A Winter Park dentist was arrested last month after allegedly making more than $5,500 in fraudulent claims to Medicaid for procedures that were never performed on her child patients – some of whom fell victim to alleged medical malpractice.
Dr. Merys Downer-Garnette has been charged with one count of Medicaid provider fraud and one count of organized scheme to defraud. If convicted, Downer-Garnette faces up to 10 years in prison, as well as more than $10,000 in fines.
Attorney General Pam Bondi’s Medicaid Fraud Control Unit (MFCU) discovered the fraud by working with dental expert Dr. William Robinson, who reviewed patient x-rays and discovered that Downer-Garnette reportedly billed the Medicaid program for dental services on children that either never took place or were performed incorrectly, according to the arrest affidavit.
“These children were seen by Dr. Merys Downer-Garnette and Medicaid was subsequently billed for services that were never performed … and in some instances performed in such a poor, below standard of care that the treatment needs to be redone at great risk to these children … strictly for the financial gain of Dr. Merys Downer-Garnette,” the arrest affidavit reads.
But it wasn’t Downer-Garnette’s first time being charged with Medicaid fraud. The arrest affidavit reports that she voluntarily voided more than $87,000 in claims back in 2010, admitting that she billed the Medicaid system for services that were not provided.
The MFCU continues to see cases of Medicaid fraud in Orange County. Whitney Ray, director of media relations for the Office of the Attorney General, said that the Medicaid Fraud Control Unit has issued 11 Medicaid fraud arrest warrants in Orange County since January 2014. Six of the cases have been closed while five are still ongoing, Ray said.
One incident last March involved Tranquility Healthcare Solutions in Orlando. Four individuals were arrested for their part in a Medicaid fraud scheme that offered homeless men and women gas cards and temporary housing to pose as patients. The company allegedly made at least $215,000 in fraudulent claims, in addition to using medical personnel who were not properly trained.
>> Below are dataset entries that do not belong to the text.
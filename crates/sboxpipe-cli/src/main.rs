use std::path::PathBuf;
use std::process::ExitCode;
use std::time::Duration;

use anyhow::{Context, Result, bail};
use clap::{Parser, Subcommand};

use sboxpipe::exclusions::{self, ExclusionStore};
use sboxpipe::fetch::{FetchOptions, UserAgent};
use sboxpipe::manager::{PipelineOptions, SubscriptionManager};
use sboxpipe::profile::ProfileStore;
use sboxpipe::report::Reporter;
use sboxpipe::select::Selector;
use sboxpipe_types::{ExportFormat, FullProfile, PipelineMode, SubscriptionSource};

#[derive(Parser, Debug)]
#[command(name = "sboxpipe", version)]
#[command(about = "Turn proxy subscriptions into sing-box / Clash configurations")]
struct Cli {
    /// Directory for sboxpipe state (profiles, exclusions).
    #[arg(long, default_value = ".sboxpipe")]
    state_dir: PathBuf,

    /// Profile to load; falls back to the active profile, then defaults.
    #[arg(long)]
    profile: Option<String>,

    #[command(subcommand)]
    cmd: Commands,
}

#[derive(Subcommand, Debug)]
enum Commands {
    /// Run the pipeline and write the client configuration.
    Export(ExportArgs),
    /// Fetch, parse and print the discovered servers.
    List(SourceArgs),
    /// Manage the persistent exclusion list.
    Exclusions {
        #[command(subcommand)]
        cmd: ExclusionCommands,
    },
    /// Manage profiles.
    Profile {
        #[command(subcommand)]
        cmd: ProfileCommands,
    },
    /// Talk to the sboxagent supervisor.
    Agent {
        #[command(subcommand)]
        cmd: AgentCommands,
    },
}

#[derive(clap::Args, Debug)]
struct SourceArgs {
    /// Subscription URL (http, https, file) or path.
    #[arg(long)]
    url: Option<String>,

    /// Parser format override (base64, uri-list, json, clash, singbox);
    /// disables detection.
    #[arg(long)]
    format: Option<String>,

    /// HTTP timeout (e.g. 30s, 500ms).
    #[arg(long, default_value = "30s")]
    timeout: String,

    /// Custom User-Agent header.
    #[arg(long)]
    user_agent: Option<String>,

    /// Omit the User-Agent header entirely.
    #[arg(long)]
    no_user_agent: bool,

    /// Bypass the in-process fetch cache.
    #[arg(long)]
    force_reload: bool,
}

#[derive(clap::Args, Debug)]
struct ExportArgs {
    #[command(flatten)]
    source: SourceArgs,

    /// Output file for the generated configuration.
    #[arg(long, default_value = "config.json")]
    output: PathBuf,

    /// Target document family: singbox or clash. Distinct from
    /// `--format`, which picks the subscription parser.
    #[arg(long)]
    export_format: Option<String>,

    /// Failure semantics: tolerant accumulates errors, strict aborts on
    /// the first fatal one.
    #[arg(long, default_value = "tolerant")]
    mode: String,

    /// Run the full pipeline without writing any file.
    #[arg(long)]
    dry_run: bool,

    /// Pick a single server by zero-based index.
    #[arg(long)]
    index: Option<usize>,

    /// Ask the supervisor to validate the artifact after writing.
    #[arg(long)]
    with_agent_check: bool,

    /// Assume modern sing-box syntax without probing the binary.
    #[arg(long)]
    skip_version_probe: bool,
}

#[derive(Subcommand, Debug)]
enum ExclusionCommands {
    /// Exclude a server by its zero-based index in the parsed list.
    Add {
        #[command(flatten)]
        source: SourceArgs,
        #[arg(long)]
        index: usize,
        #[arg(long)]
        reason: Option<String>,
    },
    /// Remove an exclusion by its identity hash.
    Remove {
        #[arg(long)]
        hash: String,
    },
    /// Print the exclusion list.
    List,
    /// Drop every exclusion.
    Clear,
}

#[derive(Subcommand, Debug)]
enum ProfileCommands {
    /// List profiles in the profile directory.
    List,
    /// Print one profile as JSON.
    Show { name: String },
    /// Make a profile the active one.
    Switch { name: String },
}

#[derive(Subcommand, Debug)]
enum AgentCommands {
    /// Check whether the supervisor socket answers.
    Ping,
    /// Ask the supervisor for client installation status.
    Check,
}

struct CliReporter;

impl Reporter for CliReporter {
    fn info(&mut self, msg: &str) {
        eprintln!("[info] {msg}");
    }

    fn warn(&mut self, msg: &str) {
        eprintln!("[warn] {msg}");
    }

    fn error(&mut self, msg: &str) {
        eprintln!("[error] {msg}");
    }
}

fn main() -> ExitCode {
    let cli = Cli::parse();
    match run(cli) {
        Ok(code) => ExitCode::from(code),
        Err(err) => {
            eprintln!("[error] {err:#}");
            ExitCode::from(1)
        }
    }
}

fn run(cli: Cli) -> Result<u8> {
    match cli.cmd {
        Commands::Export(args) => run_export(&cli.state_dir, cli.profile.as_deref(), args),
        Commands::List(args) => run_list(&cli.state_dir, cli.profile.as_deref(), args),
        Commands::Exclusions { cmd } => run_exclusions(&cli.state_dir, cli.profile.as_deref(), cmd),
        Commands::Profile { cmd } => run_profile(&cli.state_dir, cmd),
        Commands::Agent { cmd } => run_agent(&cli.state_dir, cli.profile.as_deref(), cmd),
    }
}

fn profile_store(state_dir: &PathBuf) -> ProfileStore {
    ProfileStore::new(state_dir.join("profiles"))
}

fn exclusion_store(state_dir: &PathBuf) -> ExclusionStore {
    ExclusionStore::new(state_dir.join("exclusions.json"))
}

/// Resolve the effective profile: named > active > empty default.
fn load_profile(
    state_dir: &PathBuf,
    name: Option<&str>,
    url: Option<&str>,
) -> Result<FullProfile> {
    let store = profile_store(state_dir);
    let mut profile = match name {
        Some(name) => store.load(name)?,
        None => store
            .load_active()?
            .unwrap_or_else(|| FullProfile::named("default")),
    };
    if let Some(url) = url {
        profile.subscriptions = vec![SubscriptionSource::from_url("cli", url)];
    }
    if profile.subscriptions.is_empty() {
        bail!("no subscription source: pass --url or configure the profile");
    }
    Ok(profile)
}

fn fetch_options(args: &SourceArgs) -> Result<FetchOptions> {
    let user_agent = if args.no_user_agent {
        UserAgent::Omit
    } else {
        match &args.user_agent {
            Some(ua) => UserAgent::Custom(ua.clone()),
            None => UserAgent::Default,
        }
    };
    Ok(FetchOptions {
        timeout: parse_duration(&args.timeout)?,
        user_agent,
        force_reload: args.force_reload,
        ..FetchOptions::default()
    })
}

fn parse_duration(s: &str) -> Result<Duration> {
    humantime::parse_duration(s).with_context(|| format!("invalid duration: {s}"))
}

fn parse_mode(s: &str) -> Result<PipelineMode> {
    match s {
        "strict" => Ok(PipelineMode::Strict),
        "tolerant" => Ok(PipelineMode::Tolerant),
        other => bail!("unknown mode: {other} (expected strict or tolerant)"),
    }
}

fn run_export(state_dir: &PathBuf, profile_name: Option<&str>, args: ExportArgs) -> Result<u8> {
    let mut profile = load_profile(state_dir, profile_name, args.source.url.as_deref())?;
    if let Some(format) = &args.export_format {
        profile.export.format = match format.as_str() {
            "singbox" | "sing-box" => ExportFormat::Singbox,
            "clash" => ExportFormat::Clash,
            other => bail!("unknown export format: {other}"),
        };
    }

    let manager =
        SubscriptionManager::new(profile).with_exclusion_store(exclusion_store(state_dir));
    let opts = PipelineOptions {
        mode: parse_mode(&args.mode)?,
        format_override: args.source.format.clone(),
        fetch: fetch_options(&args.source)?,
        dry_run: args.dry_run,
        selector: match args.index {
            Some(index) => Selector::Index(index),
            None => Selector::All,
        },
        with_agent_check: args.with_agent_check,
        skip_version_probe: args.skip_version_probe,
        output_file: Some(args.output.clone()),
        ..PipelineOptions::default()
    };

    let mut reporter = CliReporter;
    let result = manager.run(&opts, &mut reporter);

    if result.partial_success {
        eprintln!(
            "partial success: artifact written with {} recoverable error(s)",
            result.errors.len()
        );
    }
    if result.success {
        if !args.dry_run {
            println!("exported {}", args.output.display());
        }
        return Ok(0);
    }

    for error in &result.errors {
        eprintln!("[{:?}/{:?}] {}: {}", error.kind, error.severity, error.stage, error.message);
    }
    Ok(1)
}

fn parse_servers(
    state_dir: &PathBuf,
    profile_name: Option<&str>,
    args: &SourceArgs,
) -> Result<Vec<sboxpipe_types::ParsedServer>> {
    let profile = load_profile(state_dir, profile_name, args.url.as_deref())?;
    let manager = SubscriptionManager::new(profile);
    let opts = PipelineOptions {
        format_override: args.format.clone(),
        fetch: fetch_options(args)?,
        dry_run: true,
        ..PipelineOptions::default()
    };

    let mut reporter = CliReporter;
    let result = manager.run(&opts, &mut reporter);
    if !result.success {
        bail!("no servers discovered (see errors above)");
    }

    // Re-derive the displayed list from the artifact's outbounds.
    let doc = result.artifact.context("missing artifact")?;
    let outbounds = doc
        .get("outbounds")
        .and_then(serde_json::Value::as_array)
        .cloned()
        .unwrap_or_default();
    let mut servers = Vec::new();
    for outbound in &outbounds {
        let Some(map) = outbound.as_object() else {
            continue;
        };
        if let Ok(server) = sboxpipe::parse::server_from_map(map) {
            if !server.protocol.is_virtual() {
                let mut server = server;
                server.tag = map
                    .get("tag")
                    .and_then(serde_json::Value::as_str)
                    .map(str::to_string);
                servers.push(server);
            }
        }
    }
    Ok(servers)
}

fn run_list(state_dir: &PathBuf, profile_name: Option<&str>, args: SourceArgs) -> Result<u8> {
    let servers = parse_servers(state_dir, profile_name, &args)?;
    for (index, server) in servers.iter().enumerate() {
        println!(
            "{:>3}. {} {}:{} [{}]",
            index,
            server.tag.as_deref().unwrap_or("-"),
            server.address,
            server.port,
            server.protocol
        );
    }
    Ok(0)
}

fn run_exclusions(
    state_dir: &PathBuf,
    profile_name: Option<&str>,
    cmd: ExclusionCommands,
) -> Result<u8> {
    let store = exclusion_store(state_dir);
    match cmd {
        ExclusionCommands::Add {
            source,
            index,
            reason,
        } => {
            let servers = parse_servers(state_dir, profile_name, &source)?;
            let server = servers
                .get(index)
                .with_context(|| format!("no server at index {index}"))?;
            let changed = store.add(exclusions::entry_for(server, reason))?;
            if changed {
                println!("excluded {}", server.tag.as_deref().unwrap_or(&server.address));
            } else {
                println!("already excluded");
            }
        }
        ExclusionCommands::Remove { hash } => {
            if store.remove(&hash)? {
                println!("removed {hash}");
            } else {
                println!("not present");
            }
        }
        ExclusionCommands::List => {
            let (list, reset) = store.load()?;
            if reset {
                eprintln!("[warn] exclusions file was corrupt; reset to empty");
            }
            for entry in &list.entries {
                println!(
                    "{} {}",
                    entry.id_sha256,
                    entry.name.as_deref().unwrap_or("-")
                );
            }
        }
        ExclusionCommands::Clear => {
            store.clear()?;
            println!("exclusions cleared");
        }
    }
    Ok(0)
}

fn run_profile(state_dir: &PathBuf, cmd: ProfileCommands) -> Result<u8> {
    let store = profile_store(state_dir);
    match cmd {
        ProfileCommands::List => {
            let active = store.active()?;
            for name in store.list()? {
                let marker = if active.as_deref() == Some(name.as_str()) {
                    "*"
                } else {
                    " "
                };
                println!("{marker} {name}");
            }
        }
        ProfileCommands::Show { name } => {
            let profile = store.load(&name)?;
            println!(
                "{}",
                serde_json::to_string_pretty(&profile).context("failed to render profile")?
            );
        }
        ProfileCommands::Switch { name } => {
            let record = store.switch(&name)?;
            println!("switched to {} ({})", record.to, &record.content_hash[..12]);
        }
    }
    Ok(0)
}

fn run_agent(
    state_dir: &PathBuf,
    profile_name: Option<&str>,
    cmd: AgentCommands,
) -> Result<u8> {
    let profile = match profile_name {
        Some(name) => profile_store(state_dir).load(name)?,
        None => profile_store(state_dir)
            .load_active()?
            .unwrap_or_else(|| FullProfile::named("default")),
    };
    let client = sboxpipe_agent::AgentClient::new(
        profile.agent.socket_path.clone(),
        profile.agent.timeout,
    );

    match cmd {
        AgentCommands::Ping => {
            if client.ping() {
                println!("agent: ok");
                Ok(0)
            } else {
                eprintln!("[warn] agent not available at {}", client.socket_path().display());
                Ok(1)
            }
        }
        AgentCommands::Check => match client.check(Some("sing-box")) {
            Ok(response) => {
                println!(
                    "{}",
                    serde_json::to_string_pretty(&response)
                        .context("failed to render response")?
                );
                Ok(0)
            }
            Err(err) => {
                eprintln!("[warn] agent check failed: {err}");
                Ok(1)
            }
        },
    }
}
“Taking advantage of the homeless to essentially steal from taxpayers is despicable and will not be tolerated in Florida,” said Attorney General Bondi in a news release. “I applaud my Medicaid Fraud Control Unit for its efforts to shut down this elaborate fraud scheme.”
A $3 million Medicaid fraud scheme took place in the outskirts of the city of culture and heritage. Janie Vittini, owner of the Improving Together clinic off of Aloma Avenue, was arrested by the MFCU in March 2013 for Medicaid fraud, racketeering and identity theft. The owner reportedly used the funds to purchase luxury vehicles, trips and jewelry.
From January 2011 to August 2015, the MFCU has obtained more than $495 million in settlements and judgments.
Ray said that Downer-Garnette’s case is still ongoing, but could not reveal more details.